Олеша начал бы это предложение энергично — неожиданным, одному ему в голову пришедшим сравнением («Мальчик Александр строгал на кухне планки. Порезы на пальцах у него покрывались золотистыми съедобными корками»), тщательно продуманной резкостью («Он поет по утрам в клозете») или мемуарным штрихом («Когда Блерио перелетел через Ламанш, я был маленький гимназист»). Сощурясь, перечитал. Запрокинул голову в потолок. Налил воды. Стер и начал заново. Повторить до изнеможения.
У него безупречная литературная репутация: наш Флобер (к 120 страницам «Зависти» — больше тысячи листов черновика), максималист, фантазер. И самая ужасная слава: поденщик, трус, пьяница. Тропами Олеши ушел в американский закат эмигрант Сирин. Олешины статьи второй половины 1930-х годов невозможно читать.
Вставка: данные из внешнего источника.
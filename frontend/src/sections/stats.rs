use yew::prelude::*;

use crate::components::animated_counter::AnimatedCounter;
use crate::components::card_3d::Card3D;
use crate::components::split_text::SplitText;
use crate::content::STATS;
use crate::i18n::use_i18n;

const GLOWS: [&str; 4] = [
    "rgba(0, 212, 255, 0.3)",
    "rgba(168, 85, 247, 0.3)",
    "rgba(16, 185, 129, 0.3)",
    "rgba(251, 146, 60, 0.3)",
];

#[function_component(Stats)]
pub fn stats() -> Html {
    let i18n = use_i18n();

    html! {
        <section id="stats" class="section stats-section">
            <style>
                {r#"
                    .stats-grid {
                        display: grid;
                        grid-template-columns: repeat(auto-fit, minmax(200px, 1fr));
                        gap: 1.5rem;
                    }
                    .stat-card {
                        text-align: center;
                        padding: 2rem 1rem;
                    }
                    .stat-value {
                        font-size: clamp(2.5rem, 5vw, 3.5rem);
                        font-weight: 800;
                        font-variant-numeric: tabular-nums;
                        color: #00d4ff;
                    }
                    .stat-label {
                        margin-top: 0.5rem;
                        color: rgba(255, 255, 255, 0.7);
                    }
                "#}
            </style>
            <div class="container">
                <header class="section-header">
                    <h2 class="section-title"><SplitText text={i18n.t("stats.title")} /></h2>
                    <p class="section-subtitle">{i18n.t("stats.subtitle")}</p>
                </header>
                <div class="stats-grid">
                    {
                        STATS.iter().enumerate().map(|(index, stat)| html! {
                            <Card3D key={stat.key} glow={GLOWS[index % GLOWS.len()]} intensity={12.0}>
                                <div class="card stat-card">
                                    <div class="stat-value">
                                        <AnimatedCounter value={stat.value} suffix={stat.suffix} />
                                    </div>
                                    <div class="stat-label">{i18n.t(&format!("stats.{}", stat.key))}</div>
                                </div>
                            </Card3D>
                        }).collect::<Html>()
                    }
                </div>
            </div>
        </section>
    }
}
use std::cell::RefCell;
use std::f64::consts::TAU;
use std::ops::ControlFlow;
use std::rc::Rc;

use gloo_events::EventListener;
use rand::rngs::SmallRng;
use rand::SeedableRng;
use wasm_bindgen::JsCast;
use web_sys::js_sys::Date;
use web_sys::{CanvasRenderingContext2d, Element, HtmlCanvasElement};
use yew::prelude::*;

use crate::hooks::use_motion;
use crate::motion::particles::{FieldConfig, Particle, ParticleField as Field, Surface, TRAIL_FILL};
use crate::motion::visibility::ObservedLoop;

/// Draws a frame into a canvas 2D context.
pub struct CanvasSurface {
    ctx: CanvasRenderingContext2d,
}

impl CanvasSurface {
    pub fn for_canvas(canvas: &HtmlCanvasElement) -> Option<Self> {
        let ctx = canvas
            .get_context("2d")
            .ok()
            .flatten()?
            .dyn_into::<CanvasRenderingContext2d>()
            .ok()?;
        Some(Self { ctx })
    }
}

impl Surface for CanvasSurface {
    fn fade(&mut self, width: f64, height: f64) {
        self.ctx.set_fill_style_str(TRAIL_FILL);
        self.ctx.fill_rect(0.0, 0.0, width, height);
    }

    fn dot(&mut self, particle: &Particle) {
        self.ctx.save();
        self.ctx.set_global_alpha(particle.alpha);
        self.ctx.set_fill_style_str(particle.color);
        self.ctx.begin_path();
        let _ = self.ctx.arc(particle.x, particle.y, particle.size, 0.0, TAU);
        self.ctx.fill();
        self.ctx.restore();
    }

    fn link(&mut self, from: &Particle, to: &Particle, alpha: f64) {
        self.ctx.save();
        self.ctx.set_global_alpha(alpha);
        self.ctx.set_stroke_style_str(from.color);
        self.ctx.set_line_width(0.5);
        self.ctx.begin_path();
        self.ctx.move_to(from.x, from.y);
        self.ctx.line_to(to.x, to.y);
        self.ctx.stroke();
        self.ctx.restore();
    }
}

#[derive(Properties, PartialEq)]
pub struct ParticleFieldProps {
    #[prop_or(30)]
    pub count: usize,
    #[prop_or(80.0)]
    pub connection_distance: f64,
    /// Peak starting velocity in pixels per frame.
    #[prop_or(0.5)]
    pub speed: f64,
    #[prop_or_default]
    pub class: Classes,
}

impl From<&ParticleFieldProps> for FieldConfig {
    fn from(props: &ParticleFieldProps) -> Self {
        Self {
            count: props.count,
            connection_distance: props.connection_distance,
            speed: props.speed,
            ..FieldConfig::default()
        }
    }
}

/// Decorative particle canvas that fills its positioned parent.
#[function_component(ParticleField)]
pub fn particle_field(props: &ParticleFieldProps) -> Html {
    let canvas_ref = use_node_ref();
    let motion = use_motion();

    let config = FieldConfig::from(props);

    {
        let canvas_ref = canvas_ref.clone();
        use_effect_with_deps(
            move |(config, compact)| {
                let field = Rc::new(RefCell::new(Field::new(config.clone())));
                let rng = Rc::new(RefCell::new(SmallRng::seed_from_u64(Date::now() as u64)));
                let count = config.count_for(*compact);

                let resize = {
                    let canvas_ref = canvas_ref.clone();
                    let field = field.clone();
                    move || {
                        let Some(canvas) = canvas_ref.cast::<HtmlCanvasElement>() else {
                            return;
                        };
                        let (width, height) = (canvas.offset_width().max(0), canvas.offset_height().max(0));
                        canvas.set_width(width as u32);
                        canvas.set_height(height as u32);
                        field.borrow_mut().reseed(
                            f64::from(width),
                            f64::from(height),
                            count,
                            &mut *rng.borrow_mut(),
                        );
                    }
                };
                resize();
                let resize_listener =
                    web_sys::window().map(|window| EventListener::new(&window, "resize", move |_| resize()));

                let frames = canvas_ref.cast::<Element>().map(|element| {
                    let canvas_ref = canvas_ref.clone();
                    let field = field.clone();
                    ObservedLoop::new(&element, move |_| {
                        // unmounted: stop asking for frames
                        let Some(canvas) = canvas_ref.cast::<HtmlCanvasElement>() else {
                            return ControlFlow::Break(());
                        };
                        if let Some(mut surface) = CanvasSurface::for_canvas(&canvas) {
                            field.borrow_mut().frame(&mut surface);
                        }
                        ControlFlow::Continue(())
                    })
                });

                let frames = frames.map(Rc::new);
                // pause while the tab is hidden
                let tab_listener = frames.clone().and_then(|frames| {
                    let document = web_sys::window()?.document()?;
                    Some(EventListener::new(&document.clone(), "visibilitychange", move |_| {
                        if document.hidden() {
                            frames.stop();
                        } else {
                            frames.start();
                        }
                    }))
                });

                move || {
                    drop(tab_listener);
                    drop(frames);
                    drop(resize_listener);
                    field.borrow_mut().clear();
                }
            },
            (config, motion.capabilities.is_mobile),
        );
    }

    html! {
        <canvas
            ref={canvas_ref}
            class={classes!("particle-field", props.class.clone())}
            aria-hidden="true"
        />
    }
}

#[cfg(test)]
mod tests {
    use super::*;

    #[test]
    fn props_shape_the_field() {
        let props = ParticleFieldProps {
            count: 60,
            connection_distance: 120.0,
            speed: 0.3,
            class: Classes::new(),
        };
        let config = FieldConfig::from(&props);
        assert_eq!(config.count, 60);
        assert_eq!(config.connection_distance, 120.0);
        assert_eq!(config.speed, 0.3);
        assert_eq!(config.max_connections, FieldConfig::default().max_connections);

        let mut field = Field::new(config);
        let mut rng = SmallRng::seed_from_u64(3);
        field.reseed(800.0, 600.0, 60, &mut rng);
        assert!(field
            .particles()
            .iter()
            .all(|p| p.vx.abs() <= 0.15 && p.vy.abs() <= 0.15));
    }
}

#[cfg(all(test, target_arch = "wasm32"))]
mod browser_tests {
    use wasm_bindgen_test::*;

    use super::*;

    wasm_bindgen_test_configure!(run_in_browser);

    fn canvas(width: u32, height: u32) -> HtmlCanvasElement {
        let document = web_sys::window().unwrap().document().unwrap();
        let canvas = document
            .create_element("canvas")
            .unwrap()
            .dyn_into::<HtmlCanvasElement>()
            .unwrap();
        canvas.set_width(width);
        canvas.set_height(height);
        canvas
    }

    #[wasm_bindgen_test]
    fn canvas_surface_draws_a_frame() {
        let canvas = canvas(200, 100);
        let mut surface = CanvasSurface::for_canvas(&canvas).expect("2d context");
        let mut field = Field::new(FieldConfig::default());
        let mut rng = SmallRng::seed_from_u64(11);
        field.reseed(200.0, 100.0, 12, &mut rng);

        for _ in 0..10 {
            field.frame(&mut surface);
        }

        for particle in field.particles() {
            assert!(particle.x >= 0.0 && particle.x <= 200.0);
            assert!(particle.y >= 0.0 && particle.y <= 100.0);
        }
    }
}
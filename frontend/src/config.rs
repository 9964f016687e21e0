use log::Level;

const DEFAULT_FORM_ENDPOINT: &str = "https://script.google.com/macros/s/AKfycbz8VIL1vpDEMUSId-r43yNIl_6AK77-ssmPTmSxxlmkZKeFPco5gH5j57ljrTZ74BzL/exec";

pub const FORM_SOURCE: &str = "Falcon Team Website";
/// How long a success or error message stays up before the form resets.
pub const STATUS_RESET_MS: u32 = 5_000;
/// Delay between navigating home and scrolling to a section anchor.
pub const SECTION_SCROLL_DELAY_MS: u32 = 300;
pub const MOBILE_BREAKPOINT: f64 = 768.0;
pub const LANGUAGE_STORAGE_KEY: &str = "lang";

/// Contact form target. Set `FORM_ENDPOINT` at build time to point a
/// staging build somewhere else.
pub fn get_form_endpoint() -> &'static str {
    option_env!("FORM_ENDPOINT").unwrap_or(DEFAULT_FORM_ENDPOINT)
}

#[cfg(debug_assertions)]
pub fn log_level() -> Level {
    Level::Debug
}

#[cfg(not(debug_assertions))]
pub fn log_level() -> Level {
    Level::Info
}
В советской литературе были такие же однотомные (в отличие от многословных своих коллег) писатели; все — Бабель, Эрдман, Добычин, если называть парадные имена, — с несчастливой судьбой. Олешу не запрещали, не отлучили от сопутствующих писательской жизни бонусов, не истребили физически. Молча, он писал. Пиша, не роптал. Впрочем, как еще можно интерпретировать его пугающе откровенную речь на I съезде советских писателей: «Мне трудно понять тип рабочего, тип героя-революционера. Я им не могу быть» — страшное по тем временам саморазоблачение, которое могло бы привести к весьма радикальным последствиям.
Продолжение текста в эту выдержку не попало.